Experimental investigation on high-efficiency grinding of Inconel 718 with heat pipe grinding wheel

Grinding heat is a significant problem for grinding difficult-to-machine materials such as nickel-based superalloys, which restricts their applications. A majority of existing cooling methods ensure cooling by simply increasing the volume of coolant. However, lubricants often lose efficacy due to film boiling and have adverse health and environment effects. To dissipate grinding heat in the contact zone and guarantee workpiece surface quality, a novel cooling method that dissipates grinding heat assisted by forming rotating heat pipe inside the grinding wheel (HPGW) is proposed. Tests were performed to determine its heat transfer capacity in high-efficiency grinding of Inconel 718 alloy.

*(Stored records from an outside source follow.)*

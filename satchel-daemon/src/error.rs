use std::path::PathBuf;

use thiserror::Error;

/// Error surface for the daemon runtime.
#[derive(Debug, Error)]
pub enum DaemonError {
    #[error("I/O error at {path}: {source}")]
    Io {
        path: PathBuf,
        #[source]
        source: std::io::Error,
    },

    #[error("notify error: {0}")]
    Notify(#[from] notify::Error),

    #[error("config error: {0}")]
    Config(#[from] satchel_core::ConfigError),

    #[error("sync error: {0}")]
    Sync(#[from] satchel_sync::SyncError),

    #[error("channel closed: {0}")]
    ChannelClosed(&'static str),

    #[error("engine error: {0}")]
    Engine(String),
}

pub(crate) fn io_err(path: impl Into<PathBuf>, source: std::io::Error) -> DaemonError {
    DaemonError::Io {
        path: path.into(),
        source,
    }
}
//! Domain types shared across the Satchel crates.
//!
//! All filesystem paths use `PathBuf`; the only string-shaped path is
//! [`SyncKey`], which is deliberately not a path but an object identity.

use std::collections::BTreeMap;
use std::fmt;
use std::path::{Component, Path, PathBuf};

use chrono::{DateTime, Utc};
use serde::{Deserialize, Serialize};

// ---------------------------------------------------------------------------
// SyncKey
// ---------------------------------------------------------------------------

/// Identity of a file shared between the local tree and the bucket.
///
/// A `SyncKey` is the path relative to the watched root, joined with `/`
/// regardless of the platform separator. It is built from normal path
/// components only, so two distinct native paths can never collapse onto
/// the same key.
#[derive(Debug, Clone, PartialEq, Eq, PartialOrd, Ord, Hash, Serialize, Deserialize)]
pub struct SyncKey(String);

impl SyncKey {
    /// Normalize a native path under `root` into a key.
    ///
    /// Returns `None` when `path` does not live under `root`, escapes it
    /// (`..`), or contains a non-UTF-8 component — such entries have no
    /// remote identity and are skipped by callers.
    pub fn from_path(root: &Path, path: &Path) -> Option<SyncKey> {
        let relative = path.strip_prefix(root).ok()?;
        let mut parts: Vec<&str> = Vec::new();
        for component in relative.components() {
            match component {
                Component::Normal(os) => parts.push(os.to_str()?),
                Component::CurDir => continue,
                _ => return None,
            }
        }
        if parts.is_empty() {
            return None;
        }
        Some(SyncKey(parts.join("/")))
    }

    /// Map the key back to a native absolute path under `root`.
    pub fn to_path(&self, root: &Path) -> PathBuf {
        let mut path = root.to_path_buf();
        for part in self.0.split('/') {
            path.push(part);
        }
        path
    }

    pub fn as_str(&self) -> &str {
        &self.0
    }
}

impl fmt::Display for SyncKey {
    fn fmt(&self, f: &mut fmt::Formatter<'_>) -> fmt::Result {
        self.0.fmt(f)
    }
}

impl From<String> for SyncKey {
    fn from(s: String) -> Self {
        Self(s)
    }
}

impl From<&str> for SyncKey {
    fn from(s: &str) -> Self {
        Self(s.to_owned())
    }
}

// ---------------------------------------------------------------------------
// Snapshots
// ---------------------------------------------------------------------------

/// One full scan of the watched tree: key → last modification time.
///
/// Rebuilt for every reconciliation pass; never persisted. Ordered so a
/// pass visits keys deterministically.
pub type LocalSnapshot = BTreeMap<SyncKey, DateTime<Utc>>;

/// One full listing of the bucket: key → ETag.
pub type RemoteSnapshot = BTreeMap<SyncKey, String>;

// ---------------------------------------------------------------------------
// Actions and results
// ---------------------------------------------------------------------------

/// A single corrective step decided by the reconciler.
///
/// Consumed immediately by the engine; never persisted.
#[derive(Debug, Clone, PartialEq, Eq)]
pub enum SyncAction {
    /// Push the local file for `key` to the bucket.
    Upload(SyncKey),
    /// Fetch the object for `key` (known remote ETag) into the local tree.
    Download(SyncKey, String),
    /// Remove the object for `key` from the bucket.
    Delete(SyncKey),
}

impl SyncAction {
    pub fn key(&self) -> &SyncKey {
        match self {
            SyncAction::Upload(key) => key,
            SyncAction::Download(key, _) => key,
            SyncAction::Delete(key) => key,
        }
    }
}

impl fmt::Display for SyncAction {
    fn fmt(&self, f: &mut fmt::Formatter<'_>) -> fmt::Result {
        match self {
            SyncAction::Upload(key) => write!(f, "upload {key}"),
            SyncAction::Download(key, _) => write!(f, "download {key}"),
            SyncAction::Delete(key) => write!(f, "delete {key}"),
        }
    }
}

/// Outcome of a completed upload or download: the key that moved and the
/// ETag the store confirmed for it.
#[derive(Debug, Clone, PartialEq, Eq)]
pub struct Transfer {
    pub key: SyncKey,
    pub etag: String,
}

#[cfg(test)]
mod tests {
    use super::*;

    #[test]
    fn nested_path_normalizes_to_forward_slashes() {
        let root = Path::new("/watched");
        let path = root.join("a").join("b").join("c.txt");
        let key = SyncKey::from_path(root, &path).expect("key");
        assert_eq!(key.as_str(), "a/b/c.txt");
    }

    #[test]
    fn key_round_trips_through_native_path() {
        let root = Path::new("/watched");
        let key = SyncKey::from("docs/notes/today.md");
        let path = key.to_path(root);
        assert_eq!(SyncKey::from_path(root, &path), Some(key));
    }

    #[test]
    fn path_outside_root_has_no_key() {
        let root = Path::new("/watched");
        assert_eq!(SyncKey::from_path(root, Path::new("/elsewhere/x")), None);
    }

    #[test]
    fn root_itself_has_no_key() {
        let root = Path::new("/watched");
        assert_eq!(SyncKey::from_path(root, root), None);
    }

    #[test]
    fn parent_escape_has_no_key() {
        let root = Path::new("/watched");
        let path = root.join("..").join("sibling.txt");
        assert_eq!(SyncKey::from_path(root, &path), None);
    }

    #[test]
    fn distinct_paths_produce_distinct_keys() {
        let root = Path::new("/watched");
        let a = SyncKey::from_path(root, &root.join("a").join("b.txt"));
        let b = SyncKey::from_path(root, &root.join("a_b.txt"));
        assert_ne!(a, b);
    }
}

The results show that grinding with HPGW leads to lower grinding temperatures and lower thermal damages to the workpiece when compared to grinding with non-HPGW. Better heat transfer capacity of HPGW is explained by heat transfer resistance analysis for both grinding wheels. The analysis proves that the value of HPGW is one order of magnitude lower than non-HPGW. Furthermore, in-depth studies of the ground surface showed no changes in microstructure or microhardness for the workpiece when using HPGW, whereas different degrees of burn were seen as indicated by different temper colors and corresponding changes in microstructure and microhardness.